Slow Parsing / Malformed Data

By default, amazon-orders uses html.parser, Python’s built-in HTML parser. There are some situations where this parsers is not preferred, either because it is slower than other options, or in some cases it leads to parsing issues, where fields like title, currency, etc. are populated with mangled data. amazon-orders should work with any BeautifulSoup-compatible HTML parser, and many prefer to use lxml instead. If another parser is installed, you can change the parser amazon-orders will use with AmazonOrdersConfig.bs4_parser.

Concurrency Workers Exhausted

If you see this or similar errors, you may need to tweak AmazonOrdersConfig.thread_pool_size. Increasing it is the likely solution, but doing so may also have an effect on how many active URL connections to Amazon can be executed at any given time, so adjusting both may be necessary. See also URL Connection Pool Full.

URL Connection Pool Full

WARNING:requests.packages.urllib3.connectionpool:HttpConnectionPool
is full, discarding connection:

If you see this or similar errors, you may need to tweak AmazonOrdersConfig.connection_pool_size. Increasing it is the likely solution, but the issue may also be linked to the number of async tasks being executed at a given time. Adjusting one or both of these values up or down may be necessary to find the correct threshold. See also Concurrency Workers Exhausted.

Broken After Previously Working

If you have successfully integrated with amazon-orders, and an existing script or CLI command stops working, a likely cause is that something changed on an associated Amazon.com page. This could be that Amazon changed the layout of a page, renamed or refactored a field, or something else.

To see what the effected page looks like, enable debug mode, then rerun your code. Running in debug mode will save parsed HTML files locally for you so that you can inspect the DOM and compare it to the parsing code within amazon-orders. This may give you some insight in to what changed. In amazon-orders, look for code that uses BeautifulSoup’s CSS select() methods.

More advanced troubleshooting can be done by extending Selectors and Constants, for instance to try different CSS selectors for parsing a field. When these classes are extended, use AmazonOrdersConfig.selectors_class and AmazonOrdersConfig.constants_class to provide override classes.

If you identify the issue, please submit a bug report. If you’re able to resolve the issue, please also submit a PR so others can benefit.

Found an Unknown Page in Auth Flow

If you get an error during login saying you’ve encountered an unknown page, you’ve found a page in the login flow that we haven’t. Amazon has many different routes through authentication, and is always adding more, so this is bound to happen. Hopefully you’ll consider implementing the solution to this auth flow and contributing it back to the repo.

Auth forms are actually relatively simple to implement. To get started investigating, enable debug mode, then try to login again. With debug mode enabled, the new page will be saved locally as an HTML file that you can open and inspect.

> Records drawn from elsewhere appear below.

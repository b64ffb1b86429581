//! API request and response types.

use serde::{Deserialize, Serialize};

use crate::opt::metrics::ImpactMetrics;
use crate::opt::types::{LoadVector, NUM_BUILDINGS, OptimizedVector};

/// Body of a `POST /optimize` request.
#[derive(Debug, Serialize, Deserialize)]
pub struct OptimizeRequest {
    /// Per-building loads in kW, in building order.
    pub loads: [u32; NUM_BUILDINGS],
    /// Optional seed; when present the response is reproducible.
    pub seed: Option<u64>,
}

/// Body of a successful `POST /optimize` response.
#[derive(Debug, Serialize)]
pub struct OptimizeResponse {
    /// Loads as submitted (kW).
    pub before: LoadVector,
    /// Optimized loads (kW).
    pub after: OptimizedVector,
    /// Derived impact metrics.
    pub metrics: ImpactMetrics,
}

/// Error response body for 400-class errors.
#[derive(Debug, Serialize)]
pub struct ErrorResponse {
    /// Human-readable error message.
    pub error: String,
}
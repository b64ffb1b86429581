//! Process-level tests driving the compiled binary per preset.

use std::process::Command;

#[derive(Debug)]
struct ReportFigures {
    mean_savings_kw: f64,
    mean_savings_percent: f64,
}

#[test]
fn presets_run_via_cli_and_report_sane_figures() {
    for preset in ["neon", "aurora", "classic", "midnight"] {
        let stdout = run_cli(&["--preset", preset, "--runs", "4"]);
        let figures = parse_report(&stdout);

        assert!(
            figures.mean_savings_kw >= 0.0,
            "preset {preset}: negative mean savings: {figures:?}"
        );
        assert!(
            (0.0..=100.0).contains(&figures.mean_savings_percent),
            "preset {preset}: percentage out of range: {figures:?}"
        );

        let run_lines = stdout.lines().filter(|l| l.starts_with("run=")).count();
        assert_eq!(run_lines, 4, "preset {preset}: expected 4 run lines");
    }
}

#[test]
fn seeded_cli_runs_are_reproducible() {
    let args = ["--preset", "classic", "--seed", "7", "--runs", "3"];
    let first = run_cli(&args);
    let second = run_cli(&args);
    assert_eq!(first, second, "same seed must reproduce the session");
}

#[test]
fn presets_with_distinct_inputs_produce_distinct_sessions() {
    // neon and midnight differ in default loads, so the before-sums differ
    let neon = run_cli(&["--preset", "neon", "--runs", "2"]);
    let midnight = run_cli(&["--preset", "midnight", "--runs", "2"]);
    assert_ne!(neon, midnight);
}

#[test]
fn out_of_range_loads_are_rejected() {
    let output = Command::new(env!("CARGO_BIN_EXE_grid-opt"))
        .args(["--preset", "neon", "--loads", "60,500,45"])
        .output()
        .expect("grid-opt process should run");

    assert!(
        !output.status.success(),
        "out-of-range --loads must fail validation"
    );
    let stderr = String::from_utf8_lossy(&output.stderr);
    assert!(stderr.contains("config error"), "stderr was: {stderr}");
}

#[test]
fn explicit_loads_are_echoed_in_run_lines() {
    let stdout = run_cli(&["--preset", "neon", "--loads", "100,110,120", "--seed", "5"]);
    let run_line = stdout
        .lines()
        .find(|l| l.starts_with("run="))
        .expect("expected a run line");
    assert!(run_line.contains("A=100 B=110 C=120"), "line: {run_line}");
}

fn run_cli(args: &[&str]) -> String {
    let output = Command::new(env!("CARGO_BIN_EXE_grid-opt"))
        .args(args)
        .output()
        .expect("grid-opt process should run");

    assert!(
        output.status.success(),
        "run failed for {args:?}: stderr={}",
        String::from_utf8_lossy(&output.stderr)
    );

    String::from_utf8(output.stdout).expect("stdout should be valid UTF-8")
}

fn parse_report(stdout: &str) -> ReportFigures {
    let mean_savings_kw = parse_metric(stdout, "Total savings (mean):", "kW");
    let mean_savings_percent = parse_metric(stdout, "Efficiency gain (mean):", "%");

    ReportFigures {
        mean_savings_kw,
        mean_savings_percent,
    }
}

fn parse_metric(stdout: &str, label: &str, unit: &str) -> f64 {
    let line = stdout
        .lines()
        .find(|line| line.trim_start().starts_with(label))
        .unwrap_or_else(|| panic!("missing report line `{label}` in output: {stdout}"));

    let raw = line
        .split_once(':')
        .map(|(_, right)| right.trim())
        .unwrap_or_else(|| panic!("invalid report format for line `{line}`"));

    let numeric = raw.strip_suffix(unit).unwrap_or(raw).trim();
    numeric
        .parse::<f64>()
        .unwrap_or_else(|_| panic!("failed parsing `{numeric}` from report line `{line}`"))
}
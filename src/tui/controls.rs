//! Keyboard input handling for the TUI.

use crossterm::event::{KeyCode, KeyEvent, KeyEventKind, KeyModifiers};

use super::runtime::App;

/// Maps a key event to an application action.
///
/// Guards on [`KeyEventKind::Press`] to avoid double-fire on some
/// terminals. The optimizer runs only from the trigger keys here; no
/// other path recomputes results.
pub fn handle_key(app: &mut App, key: KeyEvent) {
    if key.kind != KeyEventKind::Press {
        return;
    }
    let step = i64::from(app.scenario.input.step_kw);
    match key.code {
        KeyCode::Char('q') | KeyCode::Esc => app.quit = true,
        KeyCode::Char('c') if key.modifiers.contains(KeyModifiers::CONTROL) => app.quit = true,
        KeyCode::Left => app.select_prev(),
        KeyCode::Right | KeyCode::Tab => app.select_next(),
        KeyCode::Up => app.adjust(1),
        KeyCode::Down => app.adjust(-1),
        KeyCode::PageUp => app.adjust(step),
        KeyCode::PageDown => app.adjust(-step),
        KeyCode::Char('o') | KeyCode::Enter => app.optimize(),
        KeyCode::Char('r') => app.reset(),
        KeyCode::Char('1') => app.switch_preset("neon"),
        KeyCode::Char('2') => app.switch_preset("aurora"),
        KeyCode::Char('3') => app.switch_preset("classic"),
        KeyCode::Char('4') => app.switch_preset("midnight"),
        _ => {}
    }
}
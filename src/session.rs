//! Session Layer
//!
//! A thin wrapper around one database connection:
//! - **Connect**: open a connection to a loopback server (or SQLite) with a fixed schema
//! - **Create / Insert**: swallow-and-log statements that report a [`StatementOutcome`]
//! - **Get**: parameter-bound lookup by id
//! - **Close**: release the connection, consuming the session
//!
//! # Components
//!
//! - [`Session`]: the connection wrapper and its operations
//! - [`ConnectTarget`] / [`Credentials`]: where and as whom to connect
//! - [`StatementOutcome`]: which branch a swallowed statement took
//! - [`SessionError`]: connection-level and lookup failures

mod client;
mod error;
mod outcome;
pub mod statements;
mod target;

pub use client::Session;
pub use error::SessionError;
pub use outcome::StatementOutcome;
pub use target::{
    ConnectTarget, Credentials, DEFAULT_CONNECT_TIMEOUT, DEFAULT_SCHEMA, DatabaseDriver,
    LOOPBACK_HOST, SQLITE_MEMORY,
};
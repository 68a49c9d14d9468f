//! Configuration module for hellodb.
//!
//! Provides YAML-based configuration loading and validation for:
//! - Database settings (driver, port, database, schema, credentials, timeout)
//! - Demo row settings (id, name)

mod app;
mod validation;

pub use app::{AppConfig, DatabaseConfig, DemoConfig};
pub use validation::{ConfigError, expand_env_vars, parse_duration, validate_identifier};

// Re-export constants
pub use app::{
    DEFAULT_DATABASE, DEFAULT_DEMO_ID, DEFAULT_DEMO_NAME, DEFAULT_PASSWORD, DEFAULT_USER,
};
pub use crate::session::DatabaseDriver;
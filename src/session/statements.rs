//! SQL surface of a session.
//!
//! Statements are kept verbatim except where a dialect needs otherwise:
//! placeholder syntax, and the `name` column type on SQLite.

use crate::session::DatabaseDriver;

/// Two-column `names` table.
pub const CREATE_NAME_TABLE: &str = "create table names (id int primary key, name string)";

/// Two-column `names` table for SQLite.
///
/// SQLite gives a `string` column NUMERIC affinity, which would store
/// numeric-looking names as numbers; `text` keeps them as written.
pub const CREATE_NAME_TABLE_TEXT: &str = "create table names (id int primary key, name text)";

/// Insert with `?` placeholders (SQLite).
pub const INSERT_NAME: &str = "insert into names (id, name) values (?, ?)";

/// Lookup with a `?` placeholder (SQLite).
pub const SELECT_NAME: &str = "select name from names where id=?";

/// Insert with numbered placeholders (Postgres wire).
pub const INSERT_NAME_NUMBERED: &str = "insert into names (id, name) values ($1, $2)";

/// Lookup with a numbered placeholder (Postgres wire).
pub const SELECT_NAME_NUMBERED: &str = "select name from names where id=$1";

/// Statement set for one driver.
#[derive(Debug, Clone, Copy, PartialEq, Eq)]
pub struct Statements {
    pub create_table: &'static str,
    pub insert: &'static str,
    pub select: &'static str,
}

impl Statements {
    pub fn for_driver(driver: DatabaseDriver) -> Self {
        match driver {
            DatabaseDriver::Sqlite => Self {
                create_table: CREATE_NAME_TABLE_TEXT,
                insert: INSERT_NAME,
                select: SELECT_NAME,
            },
            DatabaseDriver::Postgres => Self {
                create_table: CREATE_NAME_TABLE,
                insert: INSERT_NAME_NUMBERED,
                select: SELECT_NAME_NUMBERED,
            },
        }
    }
}
//! Result of a swallow-and-log statement.

use sqlx::error::ErrorKind;

/// Postgres SQLSTATE for `duplicate_table`.
const PG_DUPLICATE_TABLE: &str = "42P07";

/// What happened to a statement whose failure is not propagated.
///
/// Callers never receive an error from table creation or inserts; the
/// outcome records which branch was taken.
#[derive(Debug, Clone, PartialEq, Eq)]
pub enum StatementOutcome {
    /// The statement ran and was committed.
    Applied,
    /// The table or row was already there; nothing changed.
    AlreadyExists,
    /// The statement failed for another reason, carried as the driver message.
    Skipped(String),
}

impl StatementOutcome {
    /// Classify a statement failure.
    pub fn from_error(err: &sqlx::Error) -> Self {
        if let sqlx::Error::Database(db) = err {
            let duplicate_table = db.code().as_deref() == Some(PG_DUPLICATE_TABLE)
                || db.message().contains("already exists");
            let duplicate_row = matches!(db.kind(), ErrorKind::UniqueViolation)
                || db.message().contains("UNIQUE constraint failed");

            if duplicate_table || duplicate_row {
                return Self::AlreadyExists;
            }
            return Self::Skipped(db.message().to_string());
        }
        Self::Skipped(err.to_string())
    }

    pub fn is_applied(&self) -> bool {
        matches!(self, Self::Applied)
    }
}

impl std::fmt::Display for StatementOutcome {
    fn fmt(&self, f: &mut std::fmt::Formatter<'_>) -> std::fmt::Result {
        match self {
            Self::Applied => write!(f, "applied"),
            Self::AlreadyExists => write!(f, "already exists"),
            Self::Skipped(reason) => write!(f, "skipped: {}", reason),
        }
    }
}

Have a look at the HTML source of the new page, specifically the <form> tag, and look in forms.py to see how other auth forms are implemented. You’ll need to create a new class that inherits from AuthForm, override fill_form, and manually pass a list to auth_forms that includes the new form.

Once you’ve implemented and tested the new form, submit a PR for maximum karma!

Found a Missing / Broken Field on an Entity

If you find that a useful field on an entity (for instance, an Order or an Item) is missing (or one that exists isn’t being populated for you), consider contributing it! Fields are populated by simple _parse() methods on the entity, and many fields are able to utilize Parsable’s simple_parse function, which just needs a selector.

If you can’t fetch the field’s value with just a selector, implementing a new _parse() function on the entity will give you a lot more flexibility.

Once you’ve implemented and tested the new field, submit a PR!